**EXERCISE AIM**: Report back every line below that carries the word "OtpStatus".
DATA LISTING START
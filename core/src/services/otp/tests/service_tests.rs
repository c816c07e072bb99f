//! Unit tests for the OTP lifecycle engine

use chrono::{Duration, Utc};
use std::sync::Arc;

use crate::domain::entities::OtpStatus;
use crate::domain::value_objects::OtpPurpose;
use crate::errors::DomainError;
use crate::repositories::{InMemoryOtpRepository, OtpRepository};
use crate::services::otp::{OtpService, OtpServiceConfig};

use super::mocks::SlowRepository;

const PHONE: &str = "+994501234567";

fn setup() -> (Arc<InMemoryOtpRepository>, OtpService<InMemoryOtpRepository>) {
    setup_with(OtpServiceConfig::default())
}

fn setup_with(
    config: OtpServiceConfig,
) -> (Arc<InMemoryOtpRepository>, OtpService<InMemoryOtpRepository>) {
    let repository = Arc::new(InMemoryOtpRepository::new());
    let service = OtpService::new(repository.clone(), config);
    (repository, service)
}

/// Move a stored record's expiry into the past
async fn expire(repository: &InMemoryOtpRepository, id: uuid::Uuid) {
    let mut record = repository.find_by_id(id).await.unwrap().unwrap();
    record.expires_at = Utc::now() - Duration::seconds(1);
    repository.update(record).await.unwrap();
}

/// Move a stored record's creation time out of every window
async fn age(repository: &InMemoryOtpRepository, id: uuid::Uuid, minutes: i64) {
    let mut record = repository.find_by_id(id).await.unwrap().unwrap();
    record.created_at = Utc::now() - Duration::minutes(minutes);
    repository.update(record).await.unwrap();
}

#[tokio::test]
async fn test_generate_creates_active_record() {
    let (repository, service) = setup();

    let record = service.generate(PHONE, OtpPurpose::Login).await.unwrap();

    assert_eq!(record.phone_number, PHONE);
    assert_eq!(record.purpose, OtpPurpose::Login);
    assert_eq!(record.code.len(), 6);
    assert!(record.code.chars().all(|c| c.is_ascii_digit()));
    assert_eq!(record.max_attempts, 3);
    assert_eq!(record.expires_at - record.created_at, Duration::minutes(5));
    assert_eq!(record.status(), OtpStatus::Active);
    assert_eq!(repository.len().await, 1);
}

#[tokio::test]
async fn test_generate_stores_canonical_phone() {
    let (repository, service) = setup();

    let record = service.generate("0501234567", OtpPurpose::Verification).await.unwrap();

    assert_eq!(record.phone_number, PHONE);
    assert_eq!(repository.records_for(PHONE).await.len(), 1);
}

#[tokio::test]
async fn test_generate_rejects_invalid_phone_without_store_access() {
    let (repository, service) = setup();
    repository.set_unavailable(true);

    let result = service.generate("12345", OtpPurpose::Login).await;

    assert_eq!(result.unwrap_err(), DomainError::InvalidPhoneNumber);
}

#[tokio::test]
async fn test_generate_invalidates_previous_codes_for_same_purpose() {
    let (repository, service) = setup();

    let first = service.generate(PHONE, OtpPurpose::Login).await.unwrap();
    let other_purpose = service.generate(PHONE, OtpPurpose::Reset).await.unwrap();
    let second = service.generate(PHONE, OtpPurpose::Login).await.unwrap();

    let first = repository.find_by_id(first.id).await.unwrap().unwrap();
    assert_eq!(first.attempts, first.max_attempts);
    assert_eq!(first.status(), OtpStatus::AttemptsExhausted);

    let other_purpose = repository.find_by_id(other_purpose.id).await.unwrap().unwrap();
    assert_eq!(other_purpose.attempts, 0);

    let active = repository.find_active_by_phone(PHONE).await.unwrap();
    assert_eq!(active.len(), 2);
    assert!(active.iter().any(|r| r.id == second.id));
}

#[tokio::test]
async fn test_old_code_cannot_be_verified_after_regenerate() {
    let (_, service) = setup();

    let first = service.generate(PHONE, OtpPurpose::Login).await.unwrap();
    let second = service.generate(PHONE, OtpPurpose::Login).await.unwrap();

    if first.code != second.code {
        let result = service.verify(PHONE, &first.code, OtpPurpose::Login).await;
        assert_eq!(result.unwrap_err(), DomainError::InvalidOtpCode);
    }
    assert!(service.verify(PHONE, &second.code, OtpPurpose::Login).await.is_ok());
}

#[tokio::test]
async fn test_rate_limit_boundary() {
    let (_, service) = setup();

    for _ in 0..3 {
        assert!(service.generate(PHONE, OtpPurpose::Login).await.is_ok());
    }

    let result = service.generate(PHONE, OtpPurpose::Login).await;
    assert_eq!(
        result.unwrap_err(),
        DomainError::RateLimitExceeded { window_minutes: 10 }
    );
}

#[tokio::test]
async fn test_rate_limit_counts_all_purposes() {
    let (_, service) = setup();

    service.generate(PHONE, OtpPurpose::Login).await.unwrap();
    service.generate(PHONE, OtpPurpose::Reset).await.unwrap();
    service.generate(PHONE, OtpPurpose::Verification).await.unwrap();

    let result = service.generate(PHONE, OtpPurpose::Reset).await;
    assert!(matches!(result, Err(DomainError::RateLimitExceeded { .. })));
}

#[tokio::test]
async fn test_rate_limit_window_slides() {
    let (repository, service) = setup();

    for _ in 0..3 {
        let record = service.generate(PHONE, OtpPurpose::Login).await.unwrap();
        age(&repository, record.id, 11).await;
    }

    assert!(service.generate(PHONE, OtpPurpose::Login).await.is_ok());
}

#[tokio::test]
async fn test_verify_success_then_already_used() {
    let (repository, service) = setup();
    let record = service.generate(PHONE, OtpPurpose::Login).await.unwrap();

    let verified = service.verify(PHONE, &record.code, OtpPurpose::Login).await.unwrap();
    assert!(verified.verified);
    assert!(verified.verified_at.is_some());
    assert_eq!(verified.attempts, 1);

    let again = service.verify(PHONE, &record.code, OtpPurpose::Login).await;
    assert_eq!(again.unwrap_err(), DomainError::OtpAlreadyUsed);

    let stored = repository.find_by_id(record.id).await.unwrap().unwrap();
    assert_eq!(stored.verified_at, verified.verified_at);
    assert_eq!(stored.attempts, 1);
}

#[tokio::test]
async fn test_verify_wrong_code_persists_attempt() {
    let (repository, service) = setup();
    let record = service.generate(PHONE, OtpPurpose::Login).await.unwrap();
    let wrong = if record.code == "000000" { "111111" } else { "000000" };

    let result = service.verify(PHONE, wrong, OtpPurpose::Login).await;
    assert_eq!(result.unwrap_err(), DomainError::InvalidOtpCode);

    let stored = repository.find_by_id(record.id).await.unwrap().unwrap();
    assert_eq!(stored.attempts, 1);
    assert!(!stored.verified);
}

#[tokio::test]
async fn test_verify_exhaustion_blocks_correct_code() {
    let (repository, service) = setup();
    let record = service.generate(PHONE, OtpPurpose::Login).await.unwrap();
    let wrong = if record.code == "000000" { "111111" } else { "000000" };

    for _ in 0..3 {
        let result = service.verify(PHONE, wrong, OtpPurpose::Login).await;
        assert_eq!(result.unwrap_err(), DomainError::InvalidOtpCode);
    }

    let result = service.verify(PHONE, &record.code, OtpPurpose::Login).await;
    assert_eq!(result.unwrap_err(), DomainError::MaxAttemptsReached);

    let stored = repository.find_by_id(record.id).await.unwrap().unwrap();
    assert_eq!(stored.attempts, 3);
    assert!(!stored.verified);
}

#[tokio::test]
async fn test_verify_expired_keeps_attempts() {
    let (repository, service) = setup();
    let record = service.generate(PHONE, OtpPurpose::Login).await.unwrap();
    expire(&repository, record.id).await;

    let result = service.verify(PHONE, &record.code, OtpPurpose::Login).await;
    assert_eq!(result.unwrap_err(), DomainError::OtpExpired);

    let stored = repository.find_by_id(record.id).await.unwrap().unwrap();
    assert_eq!(stored.attempts, 0);
}

#[tokio::test]
async fn test_verify_not_found() {
    let (_, service) = setup();

    let result = service.verify(PHONE, "123456", OtpPurpose::Login).await;
    assert_eq!(result.unwrap_err(), DomainError::OtpNotFound);
}

#[tokio::test]
async fn test_verify_is_purpose_scoped() {
    let (_, service) = setup();
    let record = service.generate(PHONE, OtpPurpose::Login).await.unwrap();

    let result = service.verify(PHONE, &record.code, OtpPurpose::Reset).await;
    assert_eq!(result.unwrap_err(), DomainError::OtpNotFound);
}

#[tokio::test]
async fn test_resend_within_cooldown_rejected() {
    let (_, service) = setup();
    service.generate(PHONE, OtpPurpose::Login).await.unwrap();

    let result = service.resend(PHONE, OtpPurpose::Login).await;
    assert_eq!(
        result.unwrap_err(),
        DomainError::RateLimitExceeded { window_minutes: 1 }
    );
}

#[tokio::test]
async fn test_resend_after_expiry_creates_new_record() {
    let (repository, service) = setup();
    let first = service.generate(PHONE, OtpPurpose::Login).await.unwrap();
    expire(&repository, first.id).await;

    let second = service.resend(PHONE, OtpPurpose::Login).await.unwrap();

    assert_ne!(second.id, first.id);
    assert_eq!(repository.len().await, 2);
}

#[tokio::test]
async fn test_resend_after_cooldown_invalidates_previous() {
    let (repository, service) = setup();
    let first = service.generate(PHONE, OtpPurpose::Login).await.unwrap();
    age(&repository, first.id, 2).await;

    let second = service.resend(PHONE, OtpPurpose::Login).await.unwrap();

    let first = repository.find_by_id(first.id).await.unwrap().unwrap();
    assert_eq!(first.status(), OtpStatus::AttemptsExhausted);
    assert_eq!(second.status(), OtpStatus::Active);
}

#[tokio::test]
async fn test_resend_without_existing_record_generates() {
    let (_, service) = setup();

    let record = service.resend(PHONE, OtpPurpose::Reset).await.unwrap();
    assert_eq!(record.purpose, OtpPurpose::Reset);
}

#[tokio::test]
async fn test_resend_still_subject_to_rate_limit() {
    let (repository, service) = setup();
    for _ in 0..3 {
        let record = service.generate(PHONE, OtpPurpose::Login).await.unwrap();
        expire(&repository, record.id).await;
    }

    let result = service.resend(PHONE, OtpPurpose::Login).await;
    assert_eq!(
        result.unwrap_err(),
        DomainError::RateLimitExceeded { window_minutes: 10 }
    );
}

#[tokio::test]
async fn test_find_and_delete_by_id() {
    let (_, service) = setup();
    let record = service.generate(PHONE, OtpPurpose::Login).await.unwrap();

    assert_eq!(service.find_by_id(record.id).await.unwrap().id, record.id);
    assert!(service.delete(record.id).await.is_ok());
    assert_eq!(service.delete(record.id).await.unwrap_err(), DomainError::OtpNotFound);
    assert_eq!(service.find_by_id(record.id).await.unwrap_err(), DomainError::OtpNotFound);
}

#[tokio::test]
async fn test_purge_expired() {
    let (repository, service) = setup();
    let stale = service.generate(PHONE, OtpPurpose::Login).await.unwrap();
    service.generate(PHONE, OtpPurpose::Reset).await.unwrap();
    expire(&repository, stale.id).await;

    assert_eq!(service.purge_expired().await.unwrap(), 1);
    assert_eq!(repository.len().await, 1);
}

#[tokio::test]
async fn test_store_failure_surfaces_as_unavailable() {
    let (repository, service) = setup();
    repository.set_unavailable(true);

    let result = service.generate(PHONE, OtpPurpose::Login).await;
    assert!(matches!(result, Err(DomainError::StoreUnavailable { .. })));
}

#[tokio::test(start_paused = true)]
async fn test_store_call_timeout() {
    let repository = Arc::new(SlowRepository::new(std::time::Duration::from_secs(10)));
    let config = OtpServiceConfig {
        store_timeout: std::time::Duration::from_millis(100),
        ..Default::default()
    };
    let service = OtpService::new(repository, config);

    let result = service.generate(PHONE, OtpPurpose::Login).await;
    match result {
        Err(DomainError::StoreUnavailable { message }) => {
            assert!(message.contains("count_recent"));
        }
        other => panic!("expected timeout, got {:?}", other),
    }
}

#[tokio::test]
async fn test_custom_code_length_and_attempts() {
    let (_, service) = setup_with(OtpServiceConfig {
        code_length: 8,
        max_attempts: 5,
        ..Default::default()
    });

    let record = service.generate(PHONE, OtpPurpose::Login).await.unwrap();
    assert_eq!(record.code.len(), 8);
    assert_eq!(record.max_attempts, 5);
}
DATA LISTING END
**REPLY TO THE TASK**:
use crate::domain::entities::OtpStatus;
    assert_eq!(record.status(), OtpStatus::Active);
    assert_eq!(first.status(), OtpStatus::AttemptsExhausted);
    assert_eq!(first.status(), OtpStatus::AttemptsExhausted);
    assert_eq!(second.status(), OtpStatus::Active);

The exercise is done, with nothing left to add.